Conclusion: The response of cell cultures to elicitor treatment involves the extensive reprogramming of primary and secondary metabolism, and associated cofactor biosynthetic pathways. A high-resolution map of the extensive reprogramming of primary and secondary metabolism in elicitor-treated opium poppy cell cultures is provided.

Figure 1

¹H NMR spectra of D₂O extracts from control and elicitor-treated opium poppy cell culture collected 0, 5, 30 and 100 h post-elicitation. 2,2-Dimethyl-2-silapentane-5-sulfonate (DSS) was used as an internal standard. The peak height of DSS, which was set at 0 ppm, is equivalent for all spectra.

Figure 2

Scores (A) and corresponding loadings plot (B) of principal component analysis (PCA) on ¹H NMR spectra for D₂O extracts of control (green) and elicitor-treated (red) opium poppy cell cultures collected at different time points post-elicitation.

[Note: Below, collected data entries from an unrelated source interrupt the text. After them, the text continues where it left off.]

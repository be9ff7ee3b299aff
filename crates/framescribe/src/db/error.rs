//! Errors from the job and frame store.

use std::path::PathBuf;
use thiserror::Error;

#[derive(Error, Debug)]
pub enum DatabaseError {
    #[error("SQLite error: {0}")]
    Sqlite(#[from] rusqlite::Error),

    /// The directory holding the database file could not be created.
    #[error("Failed to create database directory '{path}': {source}")]
    CreateDirectory {
        path: PathBuf,
        #[source]
        source: std::io::Error,
    },

    #[error("Migration v{version} ({description}) failed: {reason}")]
    Migration {
        version: u32,
        description: &'static str,
        reason: String,
    },

    /// A thread panicked while holding the connection.
    #[error("Database lock poisoned")]
    LockPoisoned,
}
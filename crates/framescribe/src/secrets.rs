//! Secret resolution and URL signing.
//!
//! Secrets (the batch service API key) can come from three sources, in
//! priority order:
//!
//! 1. **Direct value** - for quick local testing (`"api_key": "sk-..."`)
//! 2. **File reference** - for Docker secrets (`"api_key_file": "/run/secrets/key"`)
//! 3. **Env var reference** - for production (`"api_key_env": "OPENAI_API_KEY"`)
//!
//! [`UrlSigner`] produces the time-limited signatures embedded in the object
//! URLs handed to the batch service.

use aes_gcm::{
    aead::{Aead, KeyInit, Payload},
    Aes256Gcm, Nonce,
};
use base64::{engine::general_purpose::URL_SAFE_NO_PAD, Engine as _};
use secrecy::SecretString;
use std::fs;

/// Error type for secret resolution failures.
#[derive(Debug, thiserror::Error)]
pub enum SecretError {
    #[error("No secret source provided (need one of: direct value, file path, or env var name)")]
    NoSourceProvided,

    #[error("Failed to read secret from file '{path}': {source}")]
    FileReadError {
        path: String,
        #[source]
        source: std::io::Error,
    },

    #[error("Environment variable '{name}' not set")]
    EnvVarNotSet { name: String },

    #[error("Environment variable '{name}' contains invalid UTF-8")]
    EnvVarNotUnicode { name: String },

    #[error("Signing error: {0}")]
    SigningError(String),

    #[error("Invalid signing key: {0}")]
    InvalidKey(String),
}

/// Result type for secret resolution.
pub type Result<T> = std::result::Result<T, SecretError>;

/// Resolves a secret from a direct value, a file, or an environment
/// variable, in that order. Empty values are treated as absent.
pub fn resolve_secret(
    direct: Option<&str>,
    file_path: Option<&str>,
    env_var: Option<&str>,
) -> Result<SecretString> {
    if let Some(value) = direct {
        if !value.is_empty() {
            return Ok(SecretString::from(value.to_string()));
        }
    }

    if let Some(path) = file_path {
        if !path.is_empty() {
            let expanded = expand_home(path);
            return match fs::read_to_string(&expanded) {
                Ok(content) => Ok(SecretString::from(content.trim().to_string())),
                Err(e) => Err(SecretError::FileReadError {
                    path: expanded,
                    source: e,
                }),
            };
        }
    }

    if let Some(var_name) = env_var {
        if !var_name.is_empty() {
            return match std::env::var(var_name) {
                // Env vars may carry a trailing newline
                Ok(value) => Ok(SecretString::from(value.trim())),
                Err(std::env::VarError::NotPresent) => Err(SecretError::EnvVarNotSet {
                    name: var_name.to_string(),
                }),
                Err(std::env::VarError::NotUnicode(_)) => Err(SecretError::EnvVarNotUnicode {
                    name: var_name.to_string(),
                }),
            };
        }
    }

    Err(SecretError::NoSourceProvided)
}

/// Expands `~` and `~/path` to the current user's home directory.
fn expand_home(path: &str) -> String {
    if path == "~" || path.starts_with("~/") {
        if let Some(home) = std::env::var_os("HOME").or_else(|| std::env::var_os("USERPROFILE")) {
            if path == "~" {
                return home.to_string_lossy().into_owned();
            }
            return path.replacen("~", &home.to_string_lossy(), 1);
        }
    }
    path.to_string()
}

// ============================================
// URL signing
// ============================================

const NONCE_SIZE: usize = 12;
const TAG_SIZE: usize = 16;

/// Signs `(object key, expiry)` pairs with AES-256-GCM used as a MAC.
///
/// The signature is the URL-safe base64 of `<12-byte random nonce><16-byte tag>`
/// where the tag authenticates the key and expiry as associated data.
pub struct UrlSigner {
    cipher: Aes256Gcm,
}

impl UrlSigner {
    /// Reads a 64-character hex key from the named environment variable.
    pub fn from_env(var_name: &str) -> Result<Self> {
        let key_hex = std::env::var(var_name).map_err(|_| {
            SecretError::InvalidKey(format!("Environment variable {} not set", var_name))
        })?;

        Self::from_hex_key(key_hex.trim())
    }

    /// Builds a signer from a 64-character hex string (32 bytes decoded).
    pub fn from_hex_key(key_hex: &str) -> Result<Self> {
        let key_bytes = hex_decode(key_hex)
            .map_err(|e| SecretError::InvalidKey(format!("Invalid hex key: {}", e)))?;

        if key_bytes.len() != 32 {
            return Err(SecretError::InvalidKey(format!(
                "Key must be 32 bytes (64 hex chars), got {} bytes",
                key_bytes.len()
            )));
        }

        let cipher = Aes256Gcm::new_from_slice(&key_bytes)
            .map_err(|e| SecretError::InvalidKey(format!("Failed to create cipher: {}", e)))?;

        Ok(Self { cipher })
    }

    /// Signs an object key for the given unix expiry timestamp.
    pub fn sign(&self, key: &str, expires_at: i64) -> Result<String> {
        let nonce_bytes = rand_bytes::<NONCE_SIZE>()?;
        let aad = signed_message(key, expires_at);

        let tag = self
            .cipher
            .encrypt(
                Nonce::from_slice(&nonce_bytes),
                Payload {
                    msg: &[],
                    aad: aad.as_bytes(),
                },
            )
            .map_err(|e| SecretError::SigningError(e.to_string()))?;

        let mut combined = nonce_bytes.to_vec();
        combined.extend(tag);
        Ok(URL_SAFE_NO_PAD.encode(combined))
    }

    /// Checks a signature produced by [`UrlSigner::sign`] and that `now` is
    /// not past the expiry.
    pub fn verify(&self, key: &str, expires_at: i64, signature: &str, now: i64) -> bool {
        if now > expires_at {
            return false;
        }
        let Ok(combined) = URL_SAFE_NO_PAD.decode(signature) else {
            return false;
        };
        if combined.len() != NONCE_SIZE + TAG_SIZE {
            return false;
        }

        let (nonce_bytes, tag) = combined.split_at(NONCE_SIZE);
        let aad = signed_message(key, expires_at);
        self.cipher
            .decrypt(
                Nonce::from_slice(nonce_bytes),
                Payload {
                    msg: tag,
                    aad: aad.as_bytes(),
                },
            )
            .is_ok()
    }
}

fn signed_message(key: &str, expires_at: i64) -> String {
    format!("{}\n{}", key, expires_at)
}

/// Decodes hex string to bytes.
fn hex_decode(hex: &str) -> std::result::Result<Vec<u8>, String> {
    if hex.len() % 2 != 0 {
        return Err("Hex string must have even length".to_string());
    }

    (0..hex.len())
        .step_by(2)
        .map(|i| {
            hex.get(i..i + 2)
                .ok_or_else(|| format!("Invalid hex at position {}", i))
                .and_then(|pair| {
                    u8::from_str_radix(pair, 16)
                        .map_err(|e| format!("Invalid hex at position {}: {}", i, e))
                })
        })
        .collect()
}

/// Generates cryptographically secure random bytes.
fn rand_bytes<const N: usize>() -> Result<[u8; N]> {
    let mut bytes = [0u8; N];
    getrandom::fill(&mut bytes).map_err(|e| {
        SecretError::SigningError(format!("Failed to generate random bytes: {}", e))
    })?;
    Ok(bytes)
}
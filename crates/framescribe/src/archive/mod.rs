//! Reading uploaded frame archives and writing the filtered image archive.

pub mod extract;
pub mod filtered;

pub use extract::{for_each_in_batch, plan_batches, scan, PlannedEntry};
pub use filtered::FilteredArchiveWriter;
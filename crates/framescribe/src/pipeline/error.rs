use thiserror::Error;

use crate::batch::BatchError;
use crate::db::DatabaseError;
use crate::error::{ProcessError, StorageError};
use crate::job::JobStep;
use crate::reconcile::ReconcileError;

#[derive(Error, Debug)]
pub enum PipelineError {
    #[error("Job not found: {0}")]
    JobNotFound(String),

    /// The job cannot proceed with the inputs or state it has.
    #[error("Precondition failed: {0}")]
    Precondition(String),

    /// Data that must line up by construction does not.
    #[error("Consistency check failed: {0}")]
    Consistency(String),

    #[error("Batch service error: {0}")]
    Batch(#[from] BatchError),

    #[error("Result reconciliation failed: {0}")]
    Reconcile(#[from] ReconcileError),

    #[error("Processing failed: {0}")]
    Processing(#[from] ProcessError),

    #[error("Storage failed: {0}")]
    Storage(#[from] StorageError),

    #[error("Database failed: {0}")]
    Database(#[from] DatabaseError),

    /// The failure has already been written to the job row.
    #[error("Job {job_id} failed at {step}: {source}")]
    Recorded {
        job_id: String,
        step: JobStep,
        #[source]
        source: Box<PipelineError>,
    },
}

impl PipelineError {
    pub fn is_recorded(&self) -> bool {
        matches!(self, PipelineError::Recorded { .. })
    }

    /// The underlying failure, looking through [`PipelineError::Recorded`].
    pub fn cause(&self) -> &PipelineError {
        match self {
            PipelineError::Recorded { source, .. } => source.cause(),
            other => other,
        }
    }
}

The ellipse in A represents the Hotelling with 95% confidence. Numbers beside data point on the loadings plot correspond to specific bins used in the analysis.

Figure 3

Scores (A) and corresponding loadings plot (B) of orthogonal partial least-squares-discriminant analysis (OPLS-DA) on ¹H NMR spectra for D₂O extracts of control (green) and elicitor-treated (red) opium poppy cell cultures collected at 0, 1, 2, 5, and 10 h post-elicitation. The ellipse in A represents the Hotelling with 95% confidence. Numbers beside data point on the loadings plot correspond to specific bins used in the analysis.

Figure 4

Scores (A) and corresponding loadings plot (B) of orthogonal partial least-squares-discriminant analysis (OPLS-DA) on ¹H NMR spectra for D₂O extracts of control (green) and elicitor-treated (red) opium poppy cell cultures collected at 20, 30 and 50 h post-elicitation. The ellipse in A represents the Hotelling with 95% confidence. Numbers beside data point on the loadings plot correspond to specific bins used in the analysis.

Figure 5

Scores (A) and corresponding loadings plot (B) of orthogonal partial least-squares-discriminant analysis (OPLS-DA) on ¹H NMR spectra for D₂O extracts of control (green) and elicitor-treated (red) opium poppy cell cultures collected at 80 and 100 h post-elicitation. The ellipse in A represents the Hotelling with 95% confidence. Numbers beside data point on the loadings plot correspond to specific bins used in the analysis.

Figure 6

Metabolite linkage map representing primary and secondary plant metabolism in opium poppy. The circles associated with each metabolite indicate whether the metabolite was detected (green), not detected (red) or masked (yellow). Data could not be obtained for metabolites shown in grey because information regarding their standard ¹H NMR spectra was not available.

Figure 7

Quantification of identified metabolites (acetate to glutamine, alphabetically) in control (green) and elicitor-treated (red) opium poppy cell cultures at different time points post-elicitation. Data are given as means ± SEM, which were calculated using three biological replicates. Quantification was achieved using Chenomx NMR Suite v. 4.6 with DSS as the internal standard.

Figure 8

Quantification of identified metabolites (glutarate to valine, alphabetically) in control (green) and elicitor-treated (red) opium poppy cell cultures at different time points post-elicitation. Data are given as means ± SEM, which were calculated using three biological replicates. Quantification was achieved using Chenomx NMR Suite v. 4.6 with DSS as the internal standard.